= Exercise data =
━━━━━━━━━━

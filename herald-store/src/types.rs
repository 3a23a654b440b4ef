//! Entity types owned by the store.

use ahash::AHashMap;
use chrono::{DateTime, Utc};
use herald_common::{
    CampaignId, CampaignStatus, JobPriority, RecipientId, RecipientStatus, SmtpConfigId, TestId,
    VariantId,
};
use serde::{Deserialize, Serialize};

const fn default_batch_size() -> usize {
    100
}

const fn default_delay_between_batches() -> u64 {
    5
}

/// Per-campaign dispatch knobs.
///
/// `delay_between_batches_secs` shapes the *enqueue* timeline only: batch
/// `i` becomes eligible `delay × i` seconds after dispatch. The worker
/// pool's concurrency caps *parallel execution*. The two are independent
/// knobs, not layered.
#[derive(Debug, Clone, Serialize, Deserialize)]
pub struct SendOptions {
    /// Scheduling weight for this campaign's jobs.
    #[serde(default)]
    pub priority: JobPriority,

    /// How many recipients each paced batch contains.
    #[serde(default = "default_batch_size")]
    pub batch_size: usize,

    /// Seconds between consecutive batches becoming eligible.
    #[serde(default = "default_delay_between_batches")]
    pub delay_between_batches_secs: u64,

    /// Which SMTP configuration (and rate-limit scope) sends this campaign.
    pub smtp_config_id: SmtpConfigId,
}

impl SendOptions {
    /// Options for the given SMTP configuration with default pacing.
    #[must_use]
    pub fn new(smtp_config_id: SmtpConfigId) -> Self {
        Self {
            priority: JobPriority::default(),
            batch_size: default_batch_size(),
            delay_between_batches_secs: default_delay_between_batches(),
            smtp_config_id,
        }
    }
}

/// Monotonic per-campaign counters, updated as jobs are dispatched and
/// reconciled.
#[derive(Debug, Clone, Copy, Default, PartialEq, Eq, Serialize, Deserialize)]
pub struct CampaignStats {
    /// Recipients ever moved into the queue.
    pub queued: u64,
    /// Sends that succeeded.
    pub sent: u64,
    /// Recipients that ended in failure.
    pub failed: u64,
}

impl CampaignStats {
    /// A delta with only the `sent` counter set.
    #[must_use]
    pub const fn one_sent() -> Self {
        Self {
            queued: 0,
            sent: 1,
            failed: 0,
        }
    }

    /// A delta with only the `failed` counter set.
    #[must_use]
    pub const fn one_failed() -> Self {
        Self {
            queued: 0,
            sent: 0,
            failed: 1,
        }
    }

    /// Add another set of counters onto this one.
    pub fn add(&mut self, delta: Self) {
        self.queued = self.queued.saturating_add(delta.queued);
        self.sent = self.sent.saturating_add(delta.sent);
        self.failed = self.failed.saturating_add(delta.failed);
    }
}

/// A bulk-send unit with its own recipient set and lifecycle status.
#[derive(Debug, Clone, Serialize, Deserialize)]
pub struct Campaign {
    pub id: CampaignId,
    pub name: String,
    /// Subject template; merge tags are substituted per recipient.
    pub subject: String,
    /// Body template; merge tags are substituted per recipient.
    pub body: String,
    pub status: CampaignStatus,
    /// When set in the future, dispatch only records Scheduled and the
    /// actual enqueue happens once this time arrives.
    pub scheduled_at: Option<DateTime<Utc>>,
    pub send_options: SendOptions,
    pub stats: CampaignStats,
    pub created_at: DateTime<Utc>,
}

impl Campaign {
    /// Create a draft campaign.
    #[must_use]
    pub fn new(
        name: impl Into<String>,
        subject: impl Into<String>,
        body: impl Into<String>,
        smtp_config_id: SmtpConfigId,
    ) -> Self {
        Self {
            id: CampaignId::generate(),
            name: name.into(),
            subject: subject.into(),
            body: body.into(),
            status: CampaignStatus::Draft,
            scheduled_at: None,
            send_options: SendOptions::new(smtp_config_id),
            stats: CampaignStats::default(),
            created_at: Utc::now(),
        }
    }
}

/// One addressee within a campaign.
#[derive(Debug, Clone, Serialize, Deserialize)]
pub struct Recipient {
    pub id: RecipientId,
    pub campaign_id: CampaignId,
    pub email: String,
    pub name: Option<String>,
    /// Additional merge-tag values beyond the built-in `email`, `name`,
    /// and `tracking_id` tags.
    #[serde(default)]
    pub merge_fields: AHashMap<String, String>,
    pub status: RecipientStatus,
    /// Opaque id embedded in tracking links and pixels.
    pub tracking_id: String,
    /// A/B variant this recipient was assigned to, if any.
    pub variant_id: Option<VariantId>,
    /// Last recorded failure, cleared on retry.
    pub error_message: Option<String>,
    pub queued_at: Option<DateTime<Utc>>,
    pub sent_at: Option<DateTime<Utc>>,
    pub delivered_at: Option<DateTime<Utc>>,
    pub opened_at: Option<DateTime<Utc>>,
    pub clicked_at: Option<DateTime<Utc>>,
    pub failed_at: Option<DateTime<Utc>>,
}

impl Recipient {
    /// Create a pending recipient for a campaign.
    #[must_use]
    pub fn new(campaign_id: CampaignId, email: impl Into<String>) -> Self {
        Self {
            id: RecipientId::generate(),
            campaign_id,
            email: email.into(),
            name: None,
            merge_fields: AHashMap::new(),
            status: RecipientStatus::Pending,
            tracking_id: ulid::Ulid::new().to_string(),
            variant_id: None,
            error_message: None,
            queued_at: None,
            sent_at: None,
            delivered_at: None,
            opened_at: None,
            clicked_at: None,
            failed_at: None,
        }
    }

    /// Create a pending recipient with a display name.
    #[must_use]
    pub fn named(
        campaign_id: CampaignId,
        email: impl Into<String>,
        name: impl Into<String>,
    ) -> Self {
        Self {
            name: Some(name.into()),
            ..Self::new(campaign_id, email)
        }
    }

    /// Apply a status change and stamp the matching timestamp field.
    pub fn record_status(&mut self, status: RecipientStatus, now: DateTime<Utc>) {
        self.status = status;
        match status {
            RecipientStatus::Queued => self.queued_at = Some(now),
            RecipientStatus::Sent => self.sent_at = Some(now),
            RecipientStatus::Delivered => self.delivered_at = Some(now),
            RecipientStatus::Opened => self.opened_at = Some(now),
            RecipientStatus::Clicked => self.clicked_at = Some(now),
            RecipientStatus::Failed | RecipientStatus::Bounced => self.failed_at = Some(now),
            RecipientStatus::Pending | RecipientStatus::Unsubscribed => {}
        }
    }
}

/// Lifecycle state of an A/B test.
#[derive(Debug, Clone, Copy, PartialEq, Eq, Serialize, Deserialize)]
#[serde(rename_all = "SCREAMING_SNAKE_CASE")]
pub enum AbTestStatus {
    Draft,
    Running,
    Completed,
}

/// Recipient interaction kinds aggregated per variant.
#[derive(Debug, Clone, Copy, PartialEq, Eq, Serialize, Deserialize)]
#[serde(rename_all = "lowercase")]
pub enum AbTestEvent {
    Sent,
    Opened,
    Clicked,
    Bounced,
    Converted,
}

/// Aggregated interaction counters for one variant.
#[derive(Debug, Clone, Copy, Default, PartialEq, Eq, Serialize, Deserialize)]
pub struct VariantStats {
    pub sent: u64,
    pub opened: u64,
    pub clicked: u64,
    pub bounced: u64,
    pub converted: u64,
}

impl VariantStats {
    /// Bump the counter for one event.
    pub fn record(&mut self, event: AbTestEvent) {
        let counter = match event {
            AbTestEvent::Sent => &mut self.sent,
            AbTestEvent::Opened => &mut self.opened,
            AbTestEvent::Clicked => &mut self.clicked,
            AbTestEvent::Bounced => &mut self.bounced,
            AbTestEvent::Converted => &mut self.converted,
        };
        *counter = counter.saturating_add(1);
    }

    /// Opens per send; zero when nothing was sent.
    #[must_use]
    #[allow(clippy::cast_precision_loss, reason = "Counters stay far below 2^52")]
    pub fn open_rate(&self) -> f64 {
        if self.sent == 0 {
            0.0
        } else {
            self.opened as f64 / self.sent as f64
        }
    }

    /// Clicks per send; zero when nothing was sent.
    #[must_use]
    #[allow(clippy::cast_precision_loss, reason = "Counters stay far below 2^52")]
    pub fn click_rate(&self) -> f64 {
        if self.sent == 0 {
            0.0
        } else {
            self.clicked as f64 / self.sent as f64
        }
    }
}

/// One content alternative within an A/B test.
#[derive(Debug, Clone, Serialize, Deserialize)]
pub struct AbTestVariant {
    pub id: VariantId,
    pub name: String,
    /// Subject override; `None` falls back to the campaign subject.
    pub subject: Option<String>,
    /// Body override; `None` falls back to the campaign body.
    pub body: Option<String>,
    /// Recipients assigned to this variant's test group.
    pub recipient_ids: Vec<RecipientId>,
    pub stats: VariantStats,
}

impl AbTestVariant {
    /// Create an empty variant.
    #[must_use]
    pub fn new(name: impl Into<String>) -> Self {
        Self {
            id: VariantId::generate(),
            name: name.into(),
            subject: None,
            body: None,
            recipient_ids: Vec::new(),
            stats: VariantStats::default(),
        }
    }
}

/// An A/B test attached to a campaign: a sampled set of test groups plus
/// the remaining pool that later receives the winning content.
#[derive(Debug, Clone, Serialize, Deserialize)]
pub struct AbTest {
    pub id: TestId,
    pub campaign_id: CampaignId,
    pub status: AbTestStatus,
    /// Share of the recipient set used for the test groups, in percent.
    pub sample_percent: u8,
    pub variants: Vec<AbTestVariant>,
    /// Recipients outside every test group; they receive the winner.
    pub remaining_recipient_ids: Vec<RecipientId>,
    pub winner: Option<VariantId>,
}

impl AbTest {
    /// Create a draft test for a campaign.
    #[must_use]
    pub fn new(campaign_id: CampaignId, sample_percent: u8) -> Self {
        Self {
            id: TestId::generate(),
            campaign_id,
            status: AbTestStatus::Draft,
            sample_percent,
            variants: Vec::new(),
            remaining_recipient_ids: Vec::new(),
            winner: None,
        }
    }

    /// Look up a variant by id.
    #[must_use]
    pub fn variant(&self, id: VariantId) -> Option<&AbTestVariant> {
        self.variants.iter().find(|variant| variant.id == id)
    }
}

━━━━━━━━━━

= Brief =
Nothing but a number should be given: the tally of lines in the listing that contain "within".

= Exercise response =
2